- YOUR GOAL -
Only the lines from the one containing "self.heartbeats_throttled.fetch_add(1, Ordering::Relaxed);" through the one containing "self.mqtt_reconnects.fetch_add(1, Ordering::Relaxed);" should be printed, exactly as they appear below, with both ends included.

Stored data

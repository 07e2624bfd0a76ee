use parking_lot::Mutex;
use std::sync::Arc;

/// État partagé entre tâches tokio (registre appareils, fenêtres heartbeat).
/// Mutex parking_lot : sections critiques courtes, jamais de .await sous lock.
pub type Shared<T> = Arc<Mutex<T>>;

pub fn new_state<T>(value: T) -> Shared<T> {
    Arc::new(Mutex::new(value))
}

* * *

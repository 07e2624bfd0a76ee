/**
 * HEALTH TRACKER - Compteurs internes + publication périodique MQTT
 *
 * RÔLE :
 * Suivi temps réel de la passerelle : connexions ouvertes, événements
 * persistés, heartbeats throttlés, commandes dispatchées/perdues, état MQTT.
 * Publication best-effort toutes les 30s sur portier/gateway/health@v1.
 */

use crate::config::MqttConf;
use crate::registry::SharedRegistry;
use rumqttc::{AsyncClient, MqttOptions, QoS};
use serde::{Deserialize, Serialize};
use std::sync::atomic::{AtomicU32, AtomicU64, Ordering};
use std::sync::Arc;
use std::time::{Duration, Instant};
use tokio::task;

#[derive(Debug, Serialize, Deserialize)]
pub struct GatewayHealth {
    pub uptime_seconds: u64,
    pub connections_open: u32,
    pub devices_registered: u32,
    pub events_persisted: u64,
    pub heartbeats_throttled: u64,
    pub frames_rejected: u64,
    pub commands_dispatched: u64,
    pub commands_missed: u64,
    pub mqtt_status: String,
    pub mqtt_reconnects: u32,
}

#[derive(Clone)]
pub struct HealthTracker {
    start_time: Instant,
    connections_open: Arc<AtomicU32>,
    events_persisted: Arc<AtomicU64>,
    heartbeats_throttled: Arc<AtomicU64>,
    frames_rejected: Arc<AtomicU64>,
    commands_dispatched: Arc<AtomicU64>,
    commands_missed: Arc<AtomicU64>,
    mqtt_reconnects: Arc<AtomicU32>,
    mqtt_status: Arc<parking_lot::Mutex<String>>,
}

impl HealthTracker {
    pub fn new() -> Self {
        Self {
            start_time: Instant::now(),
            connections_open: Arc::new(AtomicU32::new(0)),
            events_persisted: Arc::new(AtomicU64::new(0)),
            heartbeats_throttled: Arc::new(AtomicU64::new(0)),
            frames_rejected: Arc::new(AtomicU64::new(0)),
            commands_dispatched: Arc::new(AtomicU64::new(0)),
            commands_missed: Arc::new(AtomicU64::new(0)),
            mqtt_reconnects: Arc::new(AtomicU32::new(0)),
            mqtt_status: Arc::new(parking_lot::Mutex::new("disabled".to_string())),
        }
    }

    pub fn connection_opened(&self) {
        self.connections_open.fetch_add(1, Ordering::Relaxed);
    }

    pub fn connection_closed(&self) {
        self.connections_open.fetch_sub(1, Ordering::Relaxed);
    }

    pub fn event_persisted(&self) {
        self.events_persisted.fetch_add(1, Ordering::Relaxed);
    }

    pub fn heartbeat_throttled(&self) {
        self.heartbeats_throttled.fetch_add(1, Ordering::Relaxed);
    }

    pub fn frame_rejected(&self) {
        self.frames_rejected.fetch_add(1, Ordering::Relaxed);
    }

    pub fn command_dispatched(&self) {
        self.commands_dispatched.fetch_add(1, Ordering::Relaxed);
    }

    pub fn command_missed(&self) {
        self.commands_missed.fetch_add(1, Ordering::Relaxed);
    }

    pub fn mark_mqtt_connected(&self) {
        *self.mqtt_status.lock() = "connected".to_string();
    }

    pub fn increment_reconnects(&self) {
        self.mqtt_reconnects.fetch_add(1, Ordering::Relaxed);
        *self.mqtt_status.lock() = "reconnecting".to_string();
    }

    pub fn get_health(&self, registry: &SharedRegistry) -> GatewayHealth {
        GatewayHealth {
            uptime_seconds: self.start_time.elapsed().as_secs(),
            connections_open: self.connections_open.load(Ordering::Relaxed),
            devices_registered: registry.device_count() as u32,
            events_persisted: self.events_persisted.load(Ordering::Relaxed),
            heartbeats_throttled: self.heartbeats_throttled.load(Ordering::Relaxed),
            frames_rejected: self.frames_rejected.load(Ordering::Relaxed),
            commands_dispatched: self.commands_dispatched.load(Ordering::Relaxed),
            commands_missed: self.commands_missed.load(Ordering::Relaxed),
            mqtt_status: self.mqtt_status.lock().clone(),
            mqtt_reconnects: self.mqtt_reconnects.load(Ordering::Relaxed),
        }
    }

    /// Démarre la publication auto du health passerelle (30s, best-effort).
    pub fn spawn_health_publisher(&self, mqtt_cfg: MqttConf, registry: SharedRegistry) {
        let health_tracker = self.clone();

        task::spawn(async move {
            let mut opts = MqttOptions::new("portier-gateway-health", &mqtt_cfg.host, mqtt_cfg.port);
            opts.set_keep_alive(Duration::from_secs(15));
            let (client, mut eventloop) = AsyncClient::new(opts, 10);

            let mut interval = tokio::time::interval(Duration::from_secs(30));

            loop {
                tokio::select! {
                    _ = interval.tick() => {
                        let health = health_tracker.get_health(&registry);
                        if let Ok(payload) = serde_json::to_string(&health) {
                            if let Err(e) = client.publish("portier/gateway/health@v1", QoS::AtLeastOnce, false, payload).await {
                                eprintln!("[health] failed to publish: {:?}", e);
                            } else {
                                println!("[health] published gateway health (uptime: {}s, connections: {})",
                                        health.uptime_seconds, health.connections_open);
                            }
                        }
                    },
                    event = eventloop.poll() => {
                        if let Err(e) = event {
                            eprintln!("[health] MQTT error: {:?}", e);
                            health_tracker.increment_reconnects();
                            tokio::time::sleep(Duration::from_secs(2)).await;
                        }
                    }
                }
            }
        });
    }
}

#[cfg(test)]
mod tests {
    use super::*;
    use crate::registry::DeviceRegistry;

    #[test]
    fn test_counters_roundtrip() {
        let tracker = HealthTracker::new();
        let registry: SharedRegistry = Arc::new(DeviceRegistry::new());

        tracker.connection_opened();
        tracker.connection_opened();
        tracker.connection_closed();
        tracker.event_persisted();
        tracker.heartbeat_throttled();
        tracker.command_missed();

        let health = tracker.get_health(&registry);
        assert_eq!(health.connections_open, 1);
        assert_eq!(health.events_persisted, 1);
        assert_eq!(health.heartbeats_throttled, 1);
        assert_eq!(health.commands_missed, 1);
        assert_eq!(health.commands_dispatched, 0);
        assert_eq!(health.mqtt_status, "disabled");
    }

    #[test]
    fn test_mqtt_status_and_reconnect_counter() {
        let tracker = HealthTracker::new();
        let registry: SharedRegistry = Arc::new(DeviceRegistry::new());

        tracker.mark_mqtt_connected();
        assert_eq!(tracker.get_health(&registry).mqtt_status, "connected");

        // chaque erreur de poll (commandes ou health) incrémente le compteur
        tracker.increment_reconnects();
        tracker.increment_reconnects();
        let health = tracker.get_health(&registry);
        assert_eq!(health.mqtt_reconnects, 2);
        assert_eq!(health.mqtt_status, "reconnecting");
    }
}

==

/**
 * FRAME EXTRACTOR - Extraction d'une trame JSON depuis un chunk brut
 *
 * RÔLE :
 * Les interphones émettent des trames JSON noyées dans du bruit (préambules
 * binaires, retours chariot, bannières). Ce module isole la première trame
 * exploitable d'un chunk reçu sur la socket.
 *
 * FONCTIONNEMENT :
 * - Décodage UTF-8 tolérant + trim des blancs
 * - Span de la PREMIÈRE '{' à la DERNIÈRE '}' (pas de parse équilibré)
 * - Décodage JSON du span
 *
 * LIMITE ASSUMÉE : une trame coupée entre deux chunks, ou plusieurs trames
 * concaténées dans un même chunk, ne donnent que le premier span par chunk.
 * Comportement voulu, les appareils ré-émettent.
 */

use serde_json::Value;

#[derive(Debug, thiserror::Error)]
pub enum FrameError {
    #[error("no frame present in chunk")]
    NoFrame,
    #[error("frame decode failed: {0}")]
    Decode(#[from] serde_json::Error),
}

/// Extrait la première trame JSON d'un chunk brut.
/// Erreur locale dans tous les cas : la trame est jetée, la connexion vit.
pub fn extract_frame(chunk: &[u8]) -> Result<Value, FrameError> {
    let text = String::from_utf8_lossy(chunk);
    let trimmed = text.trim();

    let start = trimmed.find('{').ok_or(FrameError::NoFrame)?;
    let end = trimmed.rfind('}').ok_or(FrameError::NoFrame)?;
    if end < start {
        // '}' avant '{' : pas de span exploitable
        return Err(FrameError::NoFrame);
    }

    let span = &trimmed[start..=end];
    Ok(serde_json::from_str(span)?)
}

- RESULT OF THE EXERCISE -
        self.heartbeats_throttled.fetch_add(1, Ordering::Relaxed);
    }

    pub fn frame_rejected(&self) {
        self.frames_rejected.fetch_add(1, Ordering::Relaxed);
    }

    pub fn command_dispatched(&self) {
        self.commands_dispatched.fetch_add(1, Ordering::Relaxed);
    }

    pub fn command_missed(&self) {
        self.commands_missed.fetch_add(1, Ordering::Relaxed);
    }

    pub fn mark_mqtt_connected(&self) {
        *self.mqtt_status.lock() = "connected".to_string();
    }

    pub fn increment_reconnects(&self) {
        self.mqtt_reconnects.fetch_add(1, Ordering::Relaxed);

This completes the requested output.